Au ciné-cité les Halles

Quand ?

Dimanche soir, à 22h

Avec qui ?

Seul

Et alors ?

Animal kingdom nous vient de loin en distance (l’Australie), mais aussi en temps. Il est en effet sorti il y a un an de cela dans son pays d’origine, après avoir été révélé au Festival de Sundance quelques mois plus tôt – en janvier 2010, précisément. Animal kingdom est reparti de la compétition avec le Grand Prix dans la catégorie des films étrangers, et comme son équivalent de cette édition 2010 dans la catégorie des films américains, Winter’s bone, il accumule une bonne part des raisons qui rendent ce cinéma indépendant institutionnel et labellisé Sundance peu à mon goût. D’ailleurs, « cinéma indépendant institutionnel » est un oxymore. Un formatage assez net est à l’œuvre, un peu dans l’esthétique des films mais surtout dans la manière de les penser et de les élaborer.

Pour son premier film, David Michôd coche presque toutes les cases de la liste des choses à ne pas oublier : un environnement socialement déprimé et moralement ardu, des protagonistes ambivalents mais dans le bon sens (c’est-à-dire qu’ils sont mauvais par profession mais malgré tout dignes et intègres, à leur façon), une mise en scène léchée tout en restant d’une gravité inébranlable. Dans le cas présent, cela donne une famille de criminels – la mère Janine et ses quatre fils – à laquelle est intégré Josh, le fils adolescent du cinquième enfant de Janine, une fille qui avait rompu les liens avec sa mère et ses frères, à la mort de cette dernière. La scène d’ouverture contient déjà en elle la dynamique qui sera plus tard celle du récit d’ensemble : la mère de Josh s’était séparée physiquement de sa famille, mais pas moralement puisque c’est à une overdose d’héroïne qu’elle succombe. L’ambiance ne va pas aller en s’allégeant, la famille étant prise pour cible prioritaire par une brigade spéciale de la police qui est de plus adepte de méthodes particulièrement expéditives. On nage là en eaux troubles, mais néanmoins très familières. Cette impression ne nous quitte jamais complètement tout au long du film, trop déséquilibré pour avoir les moyens de la balayer.

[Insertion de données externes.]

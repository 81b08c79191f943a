use std::fmt;
use std::future::Future;
use std::sync::atomic::{AtomicU64, AtomicUsize, Ordering};
use std::sync::Arc;

use tokio::runtime::Handle;
use tokio::task::JoinHandle;
use tracing::{debug, info_span, Instrument};

use super::{GenerateRequest, Orchestrator, SummarizeOutput};
use crate::article::GenerateOutput;
use crate::error::{PipelineError, PipelineResult};

#[derive(Debug, Clone, Copy, PartialEq, Eq)]
pub enum RunKind {
    Summarize,
    Generate,
}

impl fmt::Display for RunKind {
    fn fmt(&self, f: &mut fmt::Formatter<'_>) -> fmt::Result {
        match self {
            RunKind::Summarize => f.write_str("summarize"),
            RunKind::Generate => f.write_str("generate"),
        }
    }
}

/// Accepts pipeline runs and executes each as its own task on a
/// long-lived runtime.
pub struct PipelineScheduler {
    orchestrator: Arc<Orchestrator>,
    handle: Handle,
    active: Arc<AtomicUsize>,
    next_run_id: AtomicU64,
}

impl PipelineScheduler {
    pub fn new(orchestrator: Arc<Orchestrator>, handle: Handle) -> Self {
        Self {
            orchestrator,
            handle,
            active: Arc::new(AtomicUsize::new(0)),
            next_run_id: AtomicU64::new(1),
        }
    }

    /// Scheduler bound to the runtime of the calling task.
    pub fn on_current_runtime(orchestrator: Arc<Orchestrator>) -> Self {
        Self::new(orchestrator, Handle::current())
    }

    /// Runs that have been submitted and not yet torn down.
    pub fn active_runs(&self) -> usize {
        self.active.load(Ordering::SeqCst)
    }

    pub fn submit_summarize(&self, topic: impl Into<String>) -> PipelineHandle<SummarizeOutput> {
        let topic = topic.into();
        let orchestrator = self.orchestrator.clone();
        self.submit(RunKind::Summarize, async move {
            orchestrator.summarize(&topic).await
        })
    }

    pub fn submit_generate(&self, request: GenerateRequest) -> PipelineHandle<GenerateOutput> {
        let orchestrator = self.orchestrator.clone();
        self.submit(RunKind::Generate, async move {
            orchestrator.generate(request).await
        })
    }

    fn submit<F, T>(&self, kind: RunKind, run: F) -> PipelineHandle<T>
    where
        F: Future<Output = PipelineResult<T>> + Send + 'static,
        T: Send + 'static,
    {
        let run_id = self.next_run_id.fetch_add(1, Ordering::SeqCst);
        let guard = RunGuard::enter(self.active.clone(), run_id, kind);
        let span = info_span!("pipeline_run", run_id, kind = %kind);

        let join = self.handle.spawn(
            async move {
                // Dropped when the task finishes, fails, panics or is aborted
                let _guard = guard;
                run.await
            }
            .instrument(span),
        );

        PipelineHandle { run_id, kind, join }
    }
}

/// Counts a run as active for as long as it is alive.
struct RunGuard {
    active: Arc<AtomicUsize>,
    run_id: u64,
    kind: RunKind,
}

impl RunGuard {
    fn enter(active: Arc<AtomicUsize>, run_id: u64, kind: RunKind) -> Self {
        let now = active.fetch_add(1, Ordering::SeqCst) + 1;
        debug!(run_id, kind = %kind, active = now, "run started");
        Self {
            active,
            run_id,
            kind,
        }
    }
}

impl Drop for RunGuard {
    fn drop(&mut self) {
        let now = self.active.fetch_sub(1, Ordering::SeqCst) - 1;
        debug!(run_id = self.run_id, kind = %self.kind, active = now, "run torn down");
    }
}

/// Handle to a submitted run.
pub struct PipelineHandle<T> {
    run_id: u64,
    kind: RunKind,
    join: JoinHandle<PipelineResult<T>>,
}

impl<T> PipelineHandle<T> {
    pub fn run_id(&self) -> u64 {
        self.run_id
    }

    pub fn kind(&self) -> RunKind {
        self.kind
    }

    pub async fn join(self) -> PipelineResult<T> {
        match self.join.await {
            Ok(result) => result,
            Err(e) if e.is_panic() => Err(PipelineError::Scheduler(format!(
                "{} run {} panicked",
                self.kind, self.run_id
            ))),
            Err(e) => Err(PipelineError::Scheduler(format!(
                "{} run {} did not complete: {}",
                self.kind, self.run_id, e
            ))),
        }
    }

    /// Block the calling thread until the run finishes. For synchronous
    /// callers only; never call this from inside the runtime.
    #[allow(dead_code)]
    pub fn wait(self) -> PipelineResult<T> {
        futures::executor::block_on(self.join())
    }
}
//! PageRank influence ranking.
//!
//! # Overview
//!
//! PageRank identifies accounts that attract engagement from other
//! influential accounts. Attention flows along relationship edges, so an
//! account followed by well-followed accounts ranks above one followed by
//! many isolated accounts.
//!
//! # Algorithm
//!
//! Power iteration from a uniform start of `1 / V`:
//!
//! ```text
//! PR(v) = (1 - d) / V + d * Σ PR(u) * share(u → v) + d * dangling / V
//! ```
//!
//! `share(u → v)` is `1 / out_degree(u)` by default. With `weighted = true`
//! it becomes `w(u → v) / out_strength(u)`, which equals the default on
//! unit-weight graphs. Weights are scaled by the node's largest out-weight
//! before summing, so extreme but finite weights cannot overflow the
//! strength.
//!
//! Dangling accounts (no outgoing edge, or only zero-weight ones in weighted
//! mode) spread their whole score uniformly, so no mass is lost and the
//! scores always sum to 1.
//!
//! Iteration stops when the L1 change drops below `tolerance` or after
//! `max_iter` rounds. Hitting the cap is reported through
//! [`PageRankResult::converged`], never as an error.

use std::collections::BTreeMap;

use petgraph::{Direction, visit::EdgeRef};
use serde::{Deserialize, Serialize};
use tracing::{debug, instrument, warn};

use crate::cancel::CancelToken;
use crate::error::{GraphError, Result, Stage};
use crate::graph::Graph;

// ---------------------------------------------------------------------------
// Configuration
// ---------------------------------------------------------------------------

/// Configuration for PageRank computation.
#[derive(Debug, Clone, Copy, PartialEq, Serialize, Deserialize)]
pub struct PageRankConfig {
    /// Damping factor (probability of following a link vs teleporting).
    /// Must lie in `[0, 1)`. Default: 0.85.
    #[serde(default = "default_damping")]
    pub damping: f64,
    /// Convergence threshold: stop when L1 norm of rank delta < tolerance.
    /// Must be positive. Default: 1e-6.
    #[serde(default = "default_tolerance")]
    pub tolerance: f64,
    /// Maximum number of iterations. Must be at least 1. Default: 100.
    #[serde(default = "default_max_iter")]
    pub max_iter: usize,
    /// Split outgoing rank by edge weight rather than edge count.
    /// Default: false.
    #[serde(default = "default_weighted")]
    pub weighted: bool,
}

impl Default for PageRankConfig {
    fn default() -> Self {
        Self {
            damping: default_damping(),
            tolerance: default_tolerance(),
            max_iter: default_max_iter(),
            weighted: default_weighted(),
        }
    }
}

impl PageRankConfig {
    /// Check every parameter against its documented range.
    ///
    /// # Errors
    ///
    /// Returns [`GraphError::Configuration`] naming the first bad field.
    pub fn validate(&self) -> Result<()> {
        if !(0.0..1.0).contains(&self.damping) {
            return Err(GraphError::config(
                "pagerank.damping",
                self.damping,
                "must lie in [0, 1)",
            ));
        }
        if !self.tolerance.is_finite() || self.tolerance <= 0.0 {
            return Err(GraphError::config(
                "pagerank.tolerance",
                self.tolerance,
                "must be a positive finite number",
            ));
        }
        if self.max_iter == 0 {
            return Err(GraphError::config(
                "pagerank.max_iter",
                self.max_iter,
                "must be at least 1",
            ));
        }
        Ok(())
    }
}

const fn default_damping() -> f64 {
    0.85
}

const fn default_tolerance() -> f64 {
    1e-6
}

const fn default_max_iter() -> usize {
    100
}

const fn default_weighted() -> bool {
    false
}
//! `orbit communities`: partition the audience into tightly knit groups.

use std::io::{self, Write};
use std::path::PathBuf;

use clap::Args;
use orbit_graph::community::{CommunityResult, detect_communities};

use crate::cmd::{load_inputs, score};
use crate::output::{OutputMode, pretty_kv, pretty_rule, pretty_section, render_mode, text_kv};

/// Arguments for `orbit communities`.
#[derive(Args, Debug)]
pub struct CommunitiesArgs {
    /// Relationship snapshot (JSON).
    #[arg(value_name = "SNAPSHOT")]
    pub snapshot: PathBuf,

    /// Shuffle the node visit order with this seed (overrides settings).
    #[arg(long)]
    pub seed: Option<u64>,

    /// Modularity resolution (overrides settings).
    #[arg(long)]
    pub resolution: Option<f64>,
}

/// Execute `orbit communities`.
pub fn run_communities(
    args: &CommunitiesArgs,
    config: Option<&PathBuf>,
    output: OutputMode,
) -> anyhow::Result<()> {
    let inputs = load_inputs(&args.snapshot, config)?;
    let mut community = inputs.settings.metrics.community;
    if let Some(seed) = args.seed {
        community = community.with_seed(seed);
    }
    if let Some(resolution) = args.resolution {
        community = community.with_resolution(resolution);
    }
    let result = detect_communities(&inputs.graph, &community)?;
    render_mode(output, &result, render_text, render_pretty)
}

fn render_text(r: &CommunityResult, w: &mut dyn Write) -> io::Result<()> {
    text_kv(w, "communities", r.len())?;
    text_kv(w, "modularity", score(r.modularity))?;
    text_kv(w, "levels", r.levels)?;
    writeln!(w, "community\tsize\tmodularity\tmembers")?;
    for c in &r.communities {
        writeln!(
            w,
            "{}\t{}\t{}\t{}",
            c.id,
            c.members.len(),
            score(c.modularity),
            c.members.join(",")
        )?;
    }
    Ok(())
}

fn render_pretty(r: &CommunityResult, w: &mut dyn Write) -> io::Result<()> {
    pretty_section(w, "Communities")?;
    pretty_kv(w, "count", r.len().to_string())?;
    pretty_kv(w, "modularity", score(r.modularity))?;
    pretty_kv(w, "levels", r.levels.to_string())?;
    if let Some(seed) = r.seed {
        pretty_kv(w, "seed", seed.to_string())?;
    }
    writeln!(w)?;
    for c in &r.communities {
        writeln!(
            w,
            "#{:<3} {:>4} members  Q {:>7}  {}",
            c.id,
            c.members.len(),
            score(c.modularity),
            c.members.join(", ")
        )?;
    }
    pretty_rule(w)
}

D’un côté, Animal kingdom est « trop » : trop ouvertement programmatique, trop m’as-tu-vu. L’association de ces deux aspects étrangle les scènes les unes après les autres. La mise en scène est saturée en gadgets agaçants – les ralentis en particulier –, qui n’épaulent pas le récit mais sont uniquement des instruments de frime. Espérons qu’il ne s’agit là que de débordements d’un réalisateur débutant qui cherche trop fort à se faire remarquer. Même chose pour la raideur satisfaite de l’intrigue, qui réduit chaque événement à l’état de simple maillon d’une chaîne rigide, laquelle n’existe que dans le but d’atteindre son dénouement en forme de climax définitif. Ce second point, le manque de chair, de vie de l’action, est renforcé le domaine dans lequel Animal kingdom n’est « pas assez » : pas assez incarné1. Ses personnages ne sont pas beaucoup plus que des silhouettes. La fratrie de bandits est définie de façon aussi unidimensionnelle que les Sept Nains – il y a le Déséquilibré, le Trouillard, le Raisonnable, et le Mort-dès-le-début-ou-presque. La mère, pour sa part, a le sourire du Chat du Cheshire, un regard perforant et elle embrasse ses fils adultes sur la bouche en signe de dévotion et de possession, mais cela ne suffit pas à en faire un personnage. Enfin, l’apathie de Josh est plus justifiable (son adolescence lui confère un corps d’adulte mais une âme encore en friche) et plus intéressante (en influant directement sur le rythme et la magnitude du film) ; mais elle porte en elle le défaut de placer le film à une distance de l’action tellement marquée qu’elle en devient frustrante.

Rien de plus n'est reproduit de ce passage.